España es el mayor importador europeo de aceite de palma y Repsol, uno de los principales productores de biodiésel con este aceite.
Los informes periciales revelan que Repsol oculta en su publicidad los daños ambientales y sociales que provoca la producción de aceite de palma, cuya utilización no reduce las emisiones de gases de efecto invernadero frente a los combustibles fósiles.
La denuncia pone el foco en las afirmaciones de Repsol sobre sus “biocombustibles”, presentados como “sostenibles”, “neutros en carbono” o “renovables”.

Según Ecologistas en Acción, estas declaraciones inducen a la ciudadanía a confusión, al ser vagas y generalistas, sin diferenciar los impactos reales de cada producto.

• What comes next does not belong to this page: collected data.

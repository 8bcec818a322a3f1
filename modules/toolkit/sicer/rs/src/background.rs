//! Island scores expected from reads scattered uniformly at random.
//!
//! Under the window background every window count is an independent Poisson(lambda) draw.
//! Windows with at least `min_window_count` reads are eligible and score `-ln P(X = count)`.
//! An island starts at an eligible window preceded by more than `gap` ineligible windows, then
//! repeatedly absorbs the next eligible window reachable through at most `gap` ineligible ones.
//! Summing these chains over binned scores gives the expected number of random islands scoring
//! at least `s`, and the E-value cutoff is the smallest `s` where that number drops to `evalue`.

use eyre::Result;

use crate::error::Error;
use crate::stats;

/// Resolution of the score histogram.
pub const BIN_SIZE: f64 = 0.001;

/// Window counts whose probability is this far (in nats) below the kernel mass are ignored.
const NEGLIGIBLE: f64 = -40.0;

/// Relative tail mass below which the remaining bins no longer change the sum.
const RESIDUAL: f64 = 1e-12;

#[derive(Clone, PartialEq, Debug)]
pub struct IslandBackground {
    // Expected number of island starts per window
    start_rate: f64,
    windows: f64,
    gap_factor: f64,
    // (score bin, probability) of every eligible window count
    kernel: Vec<(usize, f64)>,
    // Total mass of all islands, summed over every score
    total: f64,
}

impl IslandBackground {
    /// `gap` is the number of ineligible windows an island may bridge, `windows` the genome length in
    /// windows.
    pub fn new(lambda: f64, min_window_count: u32, gap: u64, windows: f64) -> Result<Self> {
        if !(lambda.is_finite() && lambda >= 0.0 && windows.is_finite() && windows >= 0.0) {
            return Err(Error::InvalidThreshold {
                reason: format!(
                    "background requires a finite window lambda ({lambda}) and genome length ({windows})"
                ),
            }
            .into());
        }

        let min_window_count = min_window_count.max(1) as u64;
        // Probability of an ineligible window
        let ineligible = if lambda > 0.0 {
            1.0 - stats::ln_poisson_sf(min_window_count, lambda).exp()
        } else {
            1.0
        };

        let mut kernel = Vec::new();
        if lambda > 0.0 {
            let mut k = min_window_count;
            let mut mass = f64::NEG_INFINITY;
            loop {
                let ln_pmf = stats::ln_poisson_pmf(k, lambda);
                mass = stats::ln_add_exp(mass, ln_pmf);
                if ln_pmf - mass < NEGLIGIBLE && k as f64 > lambda {
                    break;
                }
                let bin = ((-ln_pmf / BIN_SIZE).round() as usize).max(1);
                kernel.push((bin, ln_pmf.exp()));
                k += 1;
            }
        }

        // Ways to bridge 0..=gap ineligible windows before the next eligible one
        let gap_factor = if ineligible < 1.0 {
            (1.0 - ineligible.powf(gap as f64 + 1.0)) / (1.0 - ineligible)
        } else {
            gap as f64 + 1.0
        };

        let eligible = kernel.iter().map(|x| x.1).sum::<f64>();
        let extension = gap_factor * eligible;
        let total = if extension < 1.0 {
            eligible / (1.0 - extension)
        } else {
            0.0
        };

        // Islands are flanked by more than `gap` ineligible windows on both sides
        let boundary = ineligible.powf(gap as f64 + 1.0);
        Ok(Self {
            start_rate: boundary * boundary,
            windows,
            gap_factor,
            kernel,
            total,
        })
    }

    /// Expected number of random islands in the genome, regardless of their score.
    pub fn expected_islands(&self) -> f64 {
        self.windows * self.start_rate * self.total
    }

    /// Smallest score (a multiple of [`BIN_SIZE`]) reached by at most `evalue` random islands.
    pub fn score_threshold(&self, evalue: f64) -> Result<f64> {
        if !(evalue.is_finite() && evalue > 0.0) {
            return Err(Error::InvalidThreshold {
                reason: format!("E-value must be positive and finite, got {evalue}"),
            }
            .into());
        }

        let scale = self.windows * self.start_rate;
        let mut density: Vec<f64> = Vec::new();
        let mut below = 0.0;
        loop {
            let bin = density.len();
            let remaining = (self.total - below).max(0.0);
            if remaining * scale <= evalue || remaining <= self.total * RESIDUAL {
                return Ok(bin as f64 * BIN_SIZE);
            }

            // Islands ending at this score: a single window or an extension of a shorter island
            let mut current = 0.0;
            for &(width, probability) in &self.kernel {
                if width == bin {
                    current += probability;
                } else if width < bin {
                    current += self.gap_factor * probability * density[bin - width];
                }
            }
            below += current;
            density.push(current);
        }
    }
}
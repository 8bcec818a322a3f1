use std::fmt::Display;
use std::str::FromStr;

#[cfg(feature = "bitcode")]
use bitcode::{Decode, Encode};
use eyre::{bail, Report, Result};

/// Strand of a read or a feature in the genome
#[cfg_attr(feature = "bitcode", derive(Encode, Decode))]
#[derive(Debug, Clone, Copy, PartialEq, Eq, PartialOrd, Ord, Hash, Default)]
#[repr(i8)]
pub enum Orientation {
    /// Forward (positive, Watson) strand.
    Forward,
    /// Reverse (negative, Crick) strand.
    Reverse,
    /// Unstranded or both strands.
    #[default]
    Dual,
}

impl Orientation {
    /// BED-style symbol of the orientation.
    pub fn symbol(&self) -> char {
        match self {
            Orientation::Forward => '+',
            Orientation::Reverse => '-',
            Orientation::Dual => '.',
        }
    }
}

impl Display for Orientation {
    fn fmt(&self, f: &mut std::fmt::Formatter) -> std::fmt::Result {
        write!(f, "{}", self.symbol())
    }
}

impl TryFrom<char> for Orientation {
    type Error = Report;

    fn try_from(value: char) -> Result<Self> {
        match value {
            '+' => Ok(Orientation::Forward),
            '-' => Ok(Orientation::Reverse),
            '.' | '=' => Ok(Orientation::Dual),
            _ => bail!("Unknown strand symbol: {value:?}"),
        }
    }
}

impl FromStr for Orientation {
    type Err = Report;

    fn from_str(s: &str) -> Result<Self> {
        let mut chars = s.chars();
        match (chars.next(), chars.next()) {
            (Some(symbol), None) => Orientation::try_from(symbol),
            _ => bail!("Strand must be a single symbol, got {s:?}"),
        }
    }
}
use std::io::BufRead;
use std::path::Path;

use eyre::{ensure, OptionExt, Result, WrapErr};

use super::record::Bed6;
use crate::compression;
use crate::ReadRecord;

pub mod parse {
    use super::*;
    use isle_core_rs::loc::Orientation;

    pub fn seqid<'a>(parts: &mut impl Iterator<Item = &'a str>) -> Result<String> {
        let seqid = parts.next().ok_or_eyre("Missing BED seqid")?;
        ensure!(!seqid.is_empty(), "Empty BED seqid");
        Ok(seqid.to_owned())
    }

    pub fn coordinates<'a>(parts: &mut impl Iterator<Item = &'a str>) -> Result<(u64, u64)> {
        let start = parts.next().ok_or_eyre("Missing BED start")?;
        let start = start.parse::<u64>().wrap_err("Invalid BED start")?;

        let end = parts.next().ok_or_eyre("Missing BED end")?;
        let end = end.parse::<u64>().wrap_err("Invalid BED end")?;
        Ok((start, end))
    }

    pub fn name<'a>(parts: &mut impl Iterator<Item = &'a str>) -> Result<String> {
        let name = parts.next().ok_or_eyre("Missing BED name")?;
        Ok(name.to_owned())
    }

    pub fn score<'a>(parts: &mut impl Iterator<Item = &'a str>) -> Result<f64> {
        let score = parts.next().ok_or_eyre("Missing BED score")?;
        let score = score.parse::<f64>().wrap_err("Invalid BED score")?;
        ensure!(score.is_finite(), "BED score must be finite");
        Ok(score)
    }

    pub fn orientation<'a>(parts: &mut impl Iterator<Item = &'a str>) -> Result<Orientation> {
        let orientation = parts.next().ok_or_eyre("Missing BED strand")?;
        orientation.parse().wrap_err("Invalid BED strand")
    }

    pub fn bed6<'a>(parts: &mut impl Iterator<Item = &'a str>, into: &mut Bed6) -> Result<()> {
        into.seqid = seqid(parts)?;
        (into.start, into.end) = coordinates(parts)?;
        into.name = name(parts)?;
        into.score = score(parts)?;
        into.orientation = orientation(parts)?;
        Ok(())
    }
}

fn is_header(line: &str) -> bool {
    line.starts_with('#') || line.starts_with("track") || line.starts_with("browser")
}

pub struct Reader<R> {
    reader: R,
    buffer: String,
    line: usize,
}

impl<R: BufRead> Reader<R> {
    pub fn new(reader: R) -> Self {
        Self {
            reader,
            buffer: String::new(),
            line: 0,
        }
    }
}

impl Reader<Box<dyn BufRead + Send + Sync + 'static>> {
    /// Open a BED file, plain or gzip-compressed.
    pub fn from_path(path: impl AsRef<Path>) -> Result<Self> {
        let path = path.as_ref();
        let stream = compression::read_file(path)
            .wrap_err_with(|| format!("Failed to open BED file {}", path.display()))?;
        Ok(Self::new(stream.box_bufread()))
    }
}

impl<R: BufRead> ReadRecord for Reader<R> {
    type Record = Bed6;

    fn read_record(&mut self, into: &mut Bed6) -> Result<bool> {
        loop {
            self.buffer.clear();
            if self.reader.read_line(&mut self.buffer)? == 0 {
                return Ok(false);
            }
            self.line += 1;

            let line = self.buffer.trim_end_matches(['\n', '\r']);
            if line.trim().is_empty() || is_header(line) {
                continue;
            }

            let mut parts = line.split('\t');
            parse::bed6(&mut parts, into).wrap_err_with(|| {
                format!("Failed to parse BED record at line {}: {}", self.line, line)
            })?;
            ensure!(
                parts.next().is_none(),
                "BED record at line {} has more than 6 fields: {}",
                self.line,
                line
            );
            return Ok(true);
        }
    }
}
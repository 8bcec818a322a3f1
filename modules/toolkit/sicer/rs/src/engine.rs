use std::cell::RefCell;
use std::sync::atomic::{AtomicBool, Ordering};
use std::sync::Mutex;

use eyre::{eyre, Result};
use itertools::Itertools;
use rayon::ThreadPool;
use thread_local::ThreadLocal;

use crate::island::Island;

use super::worker::Worker;
use super::workload::Workload;

#[derive(Default, Debug)]
pub struct Engine {
    workers: ThreadLocal<RefCell<Worker>>,
}

impl Engine {
    pub fn reset(&mut self) {
        // Soft-reset all workers
        for w in self.workers.iter_mut() {
            w.borrow_mut().reset()
        }
    }

    /// Process every chromosome of the workload in the pool. Returns the scored islands in
    /// chromosome order, or an error as soon as any chromosome fails.
    pub fn run(&mut self, pool: &mut ThreadPool, workload: &Workload) -> Result<Vec<Island>> {
        self.reset();

        let error_occured = AtomicBool::new(false);
        let errors = Mutex::new(Vec::new());

        let workers = &self.workers;
        pool.scope(|s| {
            for (chromind, (chrom, treatment, control)) in workload.chroms.iter().enumerate() {
                // Terminate the loop if an error has occurred in any of the threads
                if error_occured.load(Ordering::Relaxed) {
                    return;
                }

                let (error_occured, errors) = (&error_occured, &errors);
                s.spawn(move |_| {
                    if error_occured.load(Ordering::Relaxed) {
                        return;
                    }

                    let result = workers.get_or_default().borrow_mut().process(
                        chromind,
                        chrom,
                        treatment,
                        *control,
                        &workload.stages,
                    );
                    if let Err(err) = result {
                        log::error!("Island calling failed on {chrom}: {err:?}");
                        error_occured.store(true, Ordering::Relaxed);
                        if let Ok(mut errors) = errors.lock() {
                            errors.push((chrom.to_string(), err));
                        }
                    }
                });
            }
        });

        if error_occured.into_inner() {
            let mut errors = errors.into_inner()?;
            errors.sort_by(|a, b| a.0.cmp(&b.0));

            let failed = errors.iter().map(|x| &x.0).join(", ");
            let message = format!("Island calling failed on chromosome(s): {failed}");
            return match errors.into_iter().next() {
                Some((_, err)) => Err(err.wrap_err(message)),
                None => Err(eyre!(message)),
            };
        }

        let collapsed = Worker::collapse(
            workload.chroms.len(),
            self.workers.iter_mut().map(|x| x.get_mut()),
        );
        Ok(collapsed)
    }
}
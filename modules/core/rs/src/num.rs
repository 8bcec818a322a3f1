use std::fmt::Debug;

/// Primitive integers usable as genomic coordinates
pub trait PrimInt: ::num::PrimInt + Debug + Default + Send + Sync {}
impl<T: ::num::PrimInt + Debug + Default + Send + Sync> PrimInt for T {}
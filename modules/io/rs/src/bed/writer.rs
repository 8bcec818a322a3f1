use std::io::Write;
use std::path::Path;

use eyre::Result;

use super::record::Bed6;
use crate::compression::{self, CompressedStream};
use crate::WriteRecord;

pub struct Writer<W> {
    writer: W,
}

impl<W: Write> Writer<W> {
    pub fn new(writer: W) -> Self {
        Self { writer }
    }

    pub fn into_inner(self) -> W {
        self.writer
    }
}

impl Writer<CompressedStream> {
    pub fn from_path(path: impl AsRef<Path>) -> Result<Self> {
        Ok(Self::new(compression::write_file(path)?))
    }

    pub fn finish(self) -> Result<()> {
        self.writer.finish()
    }
}

impl<W: Write> WriteRecord for Writer<W> {
    type Record = Bed6;

    fn write_record(&mut self, record: &Bed6) -> Result<()> {
        writeln!(
            self.writer,
            "{}\t{}\t{}\t{}\t{}\t{}",
            record.seqid,
            record.start,
            record.end,
            record.name,
            record.score,
            record.orientation
        )?;
        Ok(())
    }

    fn flush(&mut self) -> Result<()> {
        self.writer.flush()?;
        Ok(())
    }
}
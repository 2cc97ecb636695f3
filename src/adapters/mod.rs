//! Concrete adapter implementations for ports.

pub mod chart_svg;
pub mod csv_adapter;
pub mod file_config_adapter;
pub mod html_report_adapter;
pub mod layout;
pub mod text_report;
#[cfg(feature = "web")]
pub mod web;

Josep Hurtado, portavoz de Ecologistas en Acción, afirma que el biodiésel a base de aceite de palma emite tres veces más gases contaminantes que los combustibles fósiles, debido a la deforestación vinculada a su producción.
La falta de compromiso real de Repsol con la transición climática tiene un impacto determinante sobre el planeta.
El objetivo de las denuncias es claro: que Repsol rectifique sus declaraciones engañosas y cese cualquier práctica de greenwashing.
La CECU denuncia que la desinformación de Repsol deja a los consumidores en indefensión, propagando falsas narrativas sobre la lucha climática y los compromisos empresariales.
Por su parte, Greenpeace cuestiona la metodología de la empresa para calcular su huella de carbono y señala que solo el 0,8 % de su producción de energía en 2022 fue realmente renovable, mientras que el 99% restante provino de petróleo y gas, lo que contradice los objetivos del Acuerdo de París.
Las organizaciones señalan que el comportamiento de Repsol vulnera la legislación vigente, incluyendo la Ley de Protección de los Consumidores, la Ley de Publicidad, la Ley de Defensa de la Competencia y la Ley de Competencia Desleal.
Buscan, además de sanciones, la responsabilidad de los directivos implicados y la rectificación pública de la empresa.
Como uno de los mayores emisores de gases de efecto invernadero del mundo, la falta de compromiso real de Repsol con la transición climática tiene un impacto determinante sobre el planeta.
Las denuncias recuerdan la necesidad de que las compañías cumplan con el Acuerdo de París y advierten: no hay lugar para promesas falsas ni greenwashing en la lucha contra el cambio climático.